Trite is a fight

I was drawn to Michael Lopp’s latest post by this Daring Fireball link. I don’t normally read Rands in Repose—the sociology and management of nerds holds no interest for me—but the quote Gruber posted was irresistible:

While I’d continued to hear about the disdain amongst the executive ranks about Forstall after I left Apple, I was still shocked about his departure, because while he was in no way Steve Jobs, he was the best approximation of Steve Jobs that Apple had left. You came to expect a certain amount of disruption around him because that’s how business was done at Apple - it was well-managed internal warfare. Innovation is not born out out of a committee; innovation is a fight. It’s messy, people die, but when the battle is over, something unimaginably significant has been achieved.

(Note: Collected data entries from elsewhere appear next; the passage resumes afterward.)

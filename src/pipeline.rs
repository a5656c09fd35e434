//! The report pipeline: filter, aggregate, rank and place on the map.
//!
//! [`evaluate()`] is a pure function of its inputs. A session loads and
//! cleans the sheet once, then calls it again for every change of criteria.

use std::path::Path;

use anyhow::{Context, Result};
use chrono::NaiveDate;
use log::{debug, info, warn};
use serde::Serialize;

use crate::{
    aggregate::{AggregateRow, GroupKey, Measure, aggregate, top_n},
    clean::{self, CleanReport, OrderRecord, OrderTable},
    config::DashboardConfig,
    error::DashboardError,
    filter::{self, DateRange, FilterCriteria, FilterNotice, FilterOutcome, Selection},
    geo::{self, MapLayer},
    loader::{self, LoadOptions},
};

#[derive(Debug, Clone, Copy, PartialEq, Eq)]
pub struct PipelineOptions {
    pub include_map: bool,
    pub include_rows: bool,
}

impl Default for PipelineOptions {
    fn default() -> Self {
        Self {
            include_map: true,
            include_rows: false,
        }
    }
}

#[derive(Debug, Clone, PartialEq, Serialize)]
#[serde(tag = "status", rename_all = "snake_case")]
pub enum MapSection {
    Ready(MapLayer),
    Skipped { reason: String },
    Disabled,
}

#[derive(Debug, Clone, PartialEq, Serialize)]
pub struct Dashboard {
    pub criteria: FilterCriteria,
    pub range: DateRange,
    pub notices: Vec<FilterNotice>,
    pub row_count: usize,
    pub top_sales: Vec<AggregateRow>,
    pub top_profit: Vec<AggregateRow>,
    pub products: Vec<AggregateRow>,
    pub map: MapSection,
    pub rows: Option<Vec<OrderRecord>>,
}

#[derive(Debug, Clone, PartialEq, Serialize)]
#[serde(tag = "status", rename_all = "snake_case")]
pub enum DashboardOutcome {
    Ready(Box<Dashboard>),
    Empty {
        criteria: FilterCriteria,
        range: DateRange,
        notices: Vec<FilterNotice>,
    },
}

pub fn evaluate(
    table: &OrderTable,
    criteria: &FilterCriteria,
    config: &DashboardConfig,
    options: PipelineOptions,
) -> Result<DashboardOutcome, DashboardError> {
    let view = match filter::apply(table, criteria) {
        FilterOutcome::Matched(view) => view,
        FilterOutcome::Empty { range, notices } => {
            return Ok(DashboardOutcome::Empty {
                criteria: criteria.clone(),
                range,
                notices,
            });
        }
    };

    let products = aggregate(view.rows.iter().copied(), GroupKey::Product)?;
    let top_sales = top_n(&products, Measure::Sales, config.top_n);
    let top_profit = top_n(&products, Measure::Profit, config.top_n);

    let columns = table.columns();
    let map = if !options.include_map {
        MapSection::Disabled
    } else if !columns.state {
        MapSection::Skipped {
            reason: format!("no '{}' column in the data", clean::STATE),
        }
    } else {
        MapSection::Ready(geo::build_map_layer(
            view.rows.iter().copied(),
            columns.coordinates,
            &config.map,
        )?)
    };

    let rows = options.include_rows.then(|| {
        let mut rows = view.rows.iter().map(|r| (*r).clone()).collect::<Vec<_>>();
        rows.sort_by_key(|r| r.order_date);
        rows
    });

    Ok(DashboardOutcome::Ready(Box::new(Dashboard {
        criteria: criteria.clone(),
        range: view.range,
        notices: view.notices,
        row_count: view.rows.len(),
        top_sales,
        top_profit,
        products,
        map,
        rows,
    })))
}

/// A loaded, cleaned order table plus the settings used to present it.
#[derive(Debug, Clone)]
pub struct Session {
    table: OrderTable,
    report: CleanReport,
    config: DashboardConfig,
}

impl Session {
    pub fn open(path: &Path, load: &LoadOptions<'_>, config: DashboardConfig) -> Result<Self> {
        let raw = loader::load_table(path, load)
            .with_context(|| format!("Loading orders from {path:?}"))?;
        let (table, report) =
            clean::clean(&raw).with_context(|| format!("Cleaning orders from {path:?}"))?;
        info!(
            "Session ready: {} order(s) from {} to {}",
            table.len(),
            table.first_date(),
            table.last_date()
        );
        Ok(Self::new(table, report, config))
    }

    pub fn new(table: OrderTable, report: CleanReport, config: DashboardConfig) -> Self {
        Self {
            table,
            report,
            config,
        }
    }

    pub fn table(&self) -> &OrderTable {
        &self.table
    }

    pub fn report(&self) -> &CleanReport {
        &self.report
    }

    pub fn config(&self) -> &DashboardConfig {
        &self.config
    }

    /// Criteria built from optional user input; missing bounds default to
    /// the observed range. Category filters on columns the sheet lacks are
    /// dropped and described in the returned messages.
    pub fn criteria(
        &self,
        start: Option<NaiveDate>,
        end: Option<NaiveDate>,
        region: Selection,
        state: Selection,
    ) -> (FilterCriteria, Vec<String>) {
        let columns = self.table.columns();
        let mut ignored = Vec::new();
        let region = usable(region, columns.region, clean::REGION, &mut ignored);
        let state = usable(state, columns.state, clean::STATE, &mut ignored);
        let criteria = FilterCriteria::new(
            start.unwrap_or(self.table.first_date()),
            end.unwrap_or(self.table.last_date()),
            region,
            state,
        );
        debug!("Effective criteria: {criteria:?}");
        (criteria, ignored)
    }

    pub fn evaluate(
        &self,
        criteria: &FilterCriteria,
        options: PipelineOptions,
    ) -> Result<DashboardOutcome, DashboardError> {
        evaluate(&self.table, criteria, &self.config, options)
    }
}

fn usable(
    selection: Selection,
    present: bool,
    column: &str,
    ignored: &mut Vec<String>,
) -> Selection {
    if present || selection == Selection::All {
        return selection;
    }
    warn!("Ignoring {column} filter '{selection}': column not present");
    ignored.push(format!("{column} filter ignored: no '{column}' column in the data"));
    Selection::All
}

Could someone usually described as smart, insightful, and a good writer really be trotting out the old “business as war” metaphor? Oh, yes. He even upped the ante by saying people die in these wars.

But Lopp wasn’t just trite, he was remarkably tone deaf. The article was posted on November 11—Armistice Day, Veterans Day, Remembrance Day. Hardly the best day to be writing about people metaphorically dying in a squabble among multimillionaires. Even football coaches know enough to tone down the stupid battle rhetoric on November 11.

But not Michael Lopp. He decided to wear a poppy for Scott Forstall.